Men who live alone

© Flint/Corbis

The musty hot breeze of summer gushes in through a dark apartment, scattering mothballs and dust. Faded curtains swing on a brown-smeared, dirty mug, which falls over an unkept bed, spilling dregs of coffee onto an already soiled mattress. Boxes of half-eaten pizza and empty beer cans litter the room, and flies buzz around an old rusty computer chair, over which swabs of melted cheese and dirty underwear dangle and swing in the wind…

A horror movie?

No, this is the image which pops into most people’s heads, when they visualize a man’s house. Not any man mind, but a man who lives alone. One of those bachelors, widowers, or merely independent persons who, for one reason or another, prefers his own space or whose circumstances in life have led him to live a certain way.

Maybe it’s the media, maybe it’s the traditional mentality, however it is a fact, that most people seem to believe that men on their own generally end up inhabiting dirty, smelly apartments, eating trashy food, being slovenly and unkept, and having quite a low level of hygiene. It could be that while allocating the tasks of home-maker and care-givers to women, men have therefore always been perceived as being unable to take care of themselves, eat good food, clean the place they live in, and actually lead a healthy, secure and worthwhile existence.

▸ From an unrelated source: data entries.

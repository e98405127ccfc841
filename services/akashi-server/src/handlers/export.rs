use actix_web::{get, web, HttpResponse};
use akashi_common::{HttpError, RequestMeta};
use akashi_models::{Decision, Role};
use chrono::{DateTime, Utc};
use sqlx::PgPool;
use tokio_stream::wrappers::ReceiverStream;
use tracing::warn;
use uuid::Uuid;

use crate::middleware::Identity;

const PAGE_SIZE: i64 = 500;

/// Admin-only NDJSON dump of the org's decisions, streamed with keyset
/// pagination on `(valid_from, id)` so memory stays flat regardless of size.
#[get("/v1/export/decisions")]
pub async fn export_decisions(
    meta: RequestMeta,
    identity: Identity,
    pool: web::Data<PgPool>,
) -> Result<HttpResponse, HttpError> {
    let claims = identity.0;
    claims.require(Role::Admin).map_err(|e| meta.fail(e))?;

    let (tx, rx) = tokio::sync::mpsc::channel::<Result<web::Bytes, std::convert::Infallible>>(16);
    let pool = pool.get_ref().clone();
    let org_id = claims.org_id;

    tokio::spawn(async move {
        let mut cursor: Option<(DateTime<Utc>, Uuid)> = None;
        loop {
            let page: Result<Vec<Decision>, sqlx::Error> = match cursor {
                None => {
                    sqlx::query_as(
                        r#"
                        SELECT id, run_id, agent_id, org_id, decision_type, outcome, confidence,
                               reasoning, session_id, topic_embedding, outcome_embedding, valid_from
                        FROM decisions
                        WHERE org_id = $1
                        ORDER BY valid_from ASC, id ASC
                        LIMIT $2
                        "#,
                    )
                    .bind(org_id)
                    .bind(PAGE_SIZE)
                    .fetch_all(&pool)
                    .await
                }
                Some((valid_from, id)) => {
                    sqlx::query_as(
                        r#"
                        SELECT id, run_id, agent_id, org_id, decision_type, outcome, confidence,
                               reasoning, session_id, topic_embedding, outcome_embedding, valid_from
                        FROM decisions
                        WHERE org_id = $1 AND (valid_from, id) > ($2, $3)
                        ORDER BY valid_from ASC, id ASC
                        LIMIT $4
                        "#,
                    )
                    .bind(org_id)
                    .bind(valid_from)
                    .bind(id)
                    .bind(PAGE_SIZE)
                    .fetch_all(&pool)
                    .await
                }
            };

            let page = match page {
                Ok(page) => page,
                Err(e) => {
                    warn!(error = %e, "export stream aborted");
                    return;
                }
            };
            if page.is_empty() {
                return;
            }
            cursor = page.last().map(|d| (d.valid_from, d.id));

            for decision in page {
                let mut line = match serde_json::to_string(&decision) {
                    Ok(line) => line,
                    Err(e) => {
                        warn!(error = %e, "export serialization failed");
                        return;
                    }
                };
                line.push('\n');
                if tx.send(Ok(web::Bytes::from(line))).await.is_err() {
                    // Client went away.
                    return;
                }
            }
        }
    });

    Ok(HttpResponse::Ok()
        .content_type("application/x-ndjson")
        .streaming(ReceiverStream::new(rx)))
}

pub fn configure(cfg: &mut web::ServiceConfig) {
    cfg.service(export_decisions);
}
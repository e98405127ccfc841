use serde::Deserialize;

#[derive(Debug, Clone, Deserialize)]
pub struct Config {
    #[serde(default = "default_host")]
    pub host: String,
    #[serde(default = "default_port")]
    pub port: u16,
    pub database_url: String,

    // Ed25519 key material; an ephemeral pair is generated when unset.
    #[serde(default)]
    pub jwt_private_key_path: Option<String>,
    #[serde(default)]
    pub jwt_public_key_path: Option<String>,
    #[serde(default = "default_token_ttl")]
    pub token_ttl_seconds: i64,
    #[serde(default = "default_scoped_ttl_cap")]
    pub scoped_token_max_ttl_seconds: i64,

    // One-time bootstrap secret for the seed "admin" agent.
    #[serde(default)]
    pub bootstrap_admin_key: Option<String>,

    #[serde(default = "default_max_body_bytes")]
    pub max_body_bytes: usize,
    #[serde(default = "default_request_timeout_ms")]
    pub client_request_timeout_ms: u64,
    #[serde(default)]
    pub cors_origins: Option<String>,

    #[serde(default = "default_idempotency_ttl")]
    pub idempotency_ttl_seconds: i64,

    #[serde(default = "default_buffer_capacity")]
    pub buffer_capacity: usize,
    #[serde(default = "default_buffer_high_water")]
    pub buffer_high_water: usize,
    #[serde(default = "default_buffer_flush_interval_ms")]
    pub buffer_flush_interval_ms: u64,

    // Token-bucket rules per route prefix.
    #[serde(default = "default_auth_rate")]
    pub rate_limit_auth_per_sec: u32,
    #[serde(default = "default_auth_burst")]
    pub rate_limit_auth_burst: u32,
    #[serde(default = "default_ingest_rate")]
    pub rate_limit_ingest_per_sec: u32,
    #[serde(default = "default_ingest_burst")]
    pub rate_limit_ingest_burst: u32,
    #[serde(default = "default_query_rate")]
    pub rate_limit_query_per_sec: u32,
    #[serde(default = "default_query_burst")]
    pub rate_limit_query_burst: u32,
    #[serde(default = "default_search_rate")]
    pub rate_limit_search_per_sec: u32,
    #[serde(default = "default_search_burst")]
    pub rate_limit_search_burst: u32,

    // Conflict scorer: "ollama", "openai" or "none".
    #[serde(default = "default_provider_none")]
    pub validator_provider: String,
    #[serde(default = "default_ollama_url")]
    pub validator_url: String,
    #[serde(default = "default_validator_model")]
    pub validator_model: String,
    #[serde(default)]
    pub validator_api_key: Option<String>,

    // Embeddings: "http" or "none".
    #[serde(default = "default_provider_none")]
    pub embedder_provider: String,
    #[serde(default = "default_embedder_url")]
    pub embedder_url: String,
    #[serde(default = "default_embedder_model")]
    pub embedder_model: String,

    #[serde(default = "default_topic_floor")]
    pub topic_similarity_floor: f64,
    #[serde(default = "default_significance_threshold")]
    pub significance_threshold: f64,
    #[serde(default = "default_decay_half_life")]
    pub temporal_decay_half_life_hours: f64,
    #[serde(default = "default_candidate_window")]
    pub scorer_candidate_window: i64,
}

impl Config {
    pub fn from_env() -> Result<Self, envy::Error> {
        envy::prefixed("AKASHI_").from_env::<Self>()
    }
}

fn default_host() -> String {
    "0.0.0.0".to_string()
}
fn default_port() -> u16 {
    8080
}
fn default_token_ttl() -> i64 {
    3600
}
fn default_scoped_ttl_cap() -> i64 {
    3600
}
fn default_max_body_bytes() -> usize {
    1_048_576
}
fn default_request_timeout_ms() -> u64 {
    30_000
}
fn default_idempotency_ttl() -> i64 {
    600
}
fn default_buffer_capacity() -> usize {
    4096
}
fn default_buffer_high_water() -> usize {
    256
}
fn default_buffer_flush_interval_ms() -> u64 {
    200
}
fn default_auth_rate() -> u32 {
    5
}
fn default_auth_burst() -> u32 {
    10
}
fn default_ingest_rate() -> u32 {
    200
}
fn default_ingest_burst() -> u32 {
    400
}
fn default_query_rate() -> u32 {
    50
}
fn default_query_burst() -> u32 {
    100
}
fn default_search_rate() -> u32 {
    10
}
fn default_search_burst() -> u32 {
    20
}
fn default_provider_none() -> String {
    "none".to_string()
}
fn default_ollama_url() -> String {
    "http://127.0.0.1:11434".to_string()
}
fn default_validator_model() -> String {
    "llama3.1".to_string()
}
fn default_embedder_url() -> String {
    "http://127.0.0.1:11434".to_string()
}
fn default_embedder_model() -> String {
    "mxbai-embed-large".to_string()
}
fn default_topic_floor() -> f64 {
    0.70
}
fn default_significance_threshold() -> f64 {
    0.35
}
fn default_decay_half_life() -> f64 {
    168.0
}
fn default_candidate_window() -> i64 {
    200
}
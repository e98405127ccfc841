use actix_web::{http::StatusCode, HttpResponse};
use thiserror::Error;

use crate::response::Meta;

pub type Result<T> = std::result::Result<T, AppError>;

#[derive(Debug, Error)]
pub enum AppError {
    #[error("Database error: {0}")]
    Database(#[from] sqlx::Error),

    #[error("{0}")]
    Validation(String),

    #[error("{0}")]
    Unauthorized(String),

    #[error("{0}")]
    Forbidden(String),

    #[error("{0}")]
    NotFound(String),

    #[error("{0}")]
    Conflict(String),

    #[error("rate limit exceeded")]
    RateLimited { retry_after_secs: u64 },

    #[error("{0}")]
    Unavailable(String),

    #[error("Internal server error: {0}")]
    Internal(String),
}

impl AppError {
    pub fn status_code(&self) -> StatusCode {
        match self {
            // "no rows" and duplicate-key are mapped by sentinel, never by
            // substring matching; everything else in the driver is a 500.
            AppError::Database(sqlx::Error::RowNotFound) => StatusCode::NOT_FOUND,
            AppError::Database(e) if is_unique_violation(e) => StatusCode::CONFLICT,
            AppError::Database(_) => StatusCode::INTERNAL_SERVER_ERROR,
            AppError::Validation(_) => StatusCode::BAD_REQUEST,
            AppError::Unauthorized(_) => StatusCode::UNAUTHORIZED,
            AppError::Forbidden(_) => StatusCode::FORBIDDEN,
            AppError::NotFound(_) => StatusCode::NOT_FOUND,
            AppError::Conflict(_) => StatusCode::CONFLICT,
            AppError::RateLimited { .. } => StatusCode::TOO_MANY_REQUESTS,
            AppError::Unavailable(_) => StatusCode::SERVICE_UNAVAILABLE,
            AppError::Internal(_) => StatusCode::INTERNAL_SERVER_ERROR,
        }
    }

    /// Stable machine-readable code for the error envelope.
    pub fn code(&self) -> &'static str {
        match self {
            AppError::Database(sqlx::Error::RowNotFound) => "not_found",
            AppError::Database(e) if is_unique_violation(e) => "conflict",
            AppError::Database(_) => "internal_error",
            AppError::Validation(_) => "invalid_input",
            AppError::Unauthorized(_) => "unauthorized",
            AppError::Forbidden(_) => "forbidden",
            AppError::NotFound(_) => "not_found",
            AppError::Conflict(_) => "conflict",
            AppError::RateLimited { .. } => "rate_limited",
            // Buffer at-capacity/draining: transient, retryable conflict.
            AppError::Unavailable(_) => "conflict",
            AppError::Internal(_) => "internal_error",
        }
    }

    /// Message safe to put on the wire. Storage and internal detail never
    /// leaks; it is logged by the handler layer instead.
    pub fn public_message(&self) -> String {
        match self {
            AppError::Database(sqlx::Error::RowNotFound) => "resource not found".to_string(),
            AppError::Database(e) if is_unique_violation(e) => "duplicate resource".to_string(),
            AppError::Database(_) | AppError::Internal(_) => "internal server error".to_string(),
            other => other.to_string(),
        }
    }
}

fn is_unique_violation(err: &sqlx::Error) -> bool {
    matches!(
        err,
        sqlx::Error::Database(db) if db.kind() == sqlx::error::ErrorKind::UniqueViolation
    )
}

#[derive(Debug, serde::Serialize)]
struct ErrorDetail {
    code: &'static str,
    message: String,
}

#[derive(Debug, serde::Serialize)]
struct ErrorEnvelope {
    error: ErrorDetail,
    meta: Meta,
}

/// An [`AppError`] bound to the request it occurred on, so the error envelope
/// carries the request id. Built via [`crate::RequestMeta::fail`].
#[derive(Debug, Error)]
#[error("{error}")]
pub struct HttpError {
    pub error: AppError,
    pub request_id: Option<String>,
}

impl HttpError {
    pub fn new(error: AppError, request_id: impl Into<String>) -> Self {
        Self {
            error,
            request_id: Some(request_id.into()),
        }
    }

    pub fn bare(error: AppError) -> Self {
        Self {
            error,
            request_id: None,
        }
    }
}

impl actix_web::ResponseError for HttpError {
    fn status_code(&self) -> StatusCode {
        self.error.status_code()
    }

    fn error_response(&self) -> HttpResponse {
        let mut builder = HttpResponse::build(self.status_code());
        if let AppError::RateLimited { retry_after_secs } = &self.error {
            builder.insert_header(("Retry-After", retry_after_secs.to_string()));
        }
        builder.json(ErrorEnvelope {
            error: ErrorDetail {
                code: self.error.code(),
                message: self.error.public_message(),
            },
            meta: Meta::new(self.request_id.clone()),
        })
    }
}

#[cfg(test)]
mod tests {
    use super::*;

    #[test]
    fn codes_match_the_error_taxonomy() {
        assert_eq!(AppError::Validation("x".into()).code(), "invalid_input");
        assert_eq!(AppError::Unauthorized("x".into()).code(), "unauthorized");
        assert_eq!(AppError::Forbidden("x".into()).code(), "forbidden");
        assert_eq!(AppError::NotFound("x".into()).code(), "not_found");
        assert_eq!(AppError::Conflict("x".into()).code(), "conflict");
        assert_eq!(
            AppError::RateLimited {
                retry_after_secs: 1
            }
            .code(),
            "rate_limited"
        );
        assert_eq!(AppError::Unavailable("x".into()).code(), "conflict");
        assert_eq!(AppError::Internal("x".into()).code(), "internal_error");
    }

    #[test]
    fn row_not_found_maps_to_404_by_sentinel() {
        let err = AppError::Database(sqlx::Error::RowNotFound);
        assert_eq!(err.status_code(), StatusCode::NOT_FOUND);
        assert_eq!(err.code(), "not_found");
    }

    #[test]
    fn internal_detail_never_leaks() {
        let err = AppError::Internal("secret dsn".into());
        assert_eq!(err.public_message(), "internal server error");
    }

    #[test]
    fn unavailable_is_503_with_transient_conflict_code() {
        let err = AppError::Unavailable("buffer draining".into());
        assert_eq!(err.status_code(), StatusCode::SERVICE_UNAVAILABLE);
        assert_eq!(err.code(), "conflict");
    }
}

As if without a female to take care of him, every man degenerates into a dowdy primitive creature: part cave-man, part little boy, who lives on burgers and alcohol, whose clothes don’t fit, and whose every-day kitchen appliances are only used as sock-hangers. Someone, in other words, who almost prefers to buy new underwear, rather than face that most terrible of beasts – the washing machine.

Stubbled and bleary eyed, reeking of pee and old socks, these lost men stumble through life searching for a female mate – someone who will take them in hand, cook some chicken and veggies, wash their clothes, make their house habitable, and literally ‘iggibhom ta’ nies’ (turning them into civilised human beings) as the Maltese saying goes.

It is sad – very sad – to see men so portrayed, and to realize that the same musty mentality which erroneously marginalised and labelled women throughout history, was actually doing the same to men all along.

Thing is – during the past one hundred years, women’s place in the world has totally changed, until at last (in most cases at least), we thought that finally men and women were really starting to be perceived as equal. However, this is blatantly not true when it comes to certain particular concepts and issues, and this, obviously, is one of them.

Personally I know quite a number of men (both young and old) who live on their own, and yes many of them live in clean houses, cook healthy food, wash their clothes, and actually DO know how to live independently, without the need for a female to act as their nursemaid. On the other hand I also know quite a number of people (male and female) who, though they live with their parents, significant other or flatmates eat only junk food, always wear the same soggy dirty clothes, and who announce their presence wherever they go with a certain identifiable smelly reek.

In conclusion, it does not matter whether you live alone or in company, if you are responsible, smart, and self-sufficient, this will be apparent in the way you live.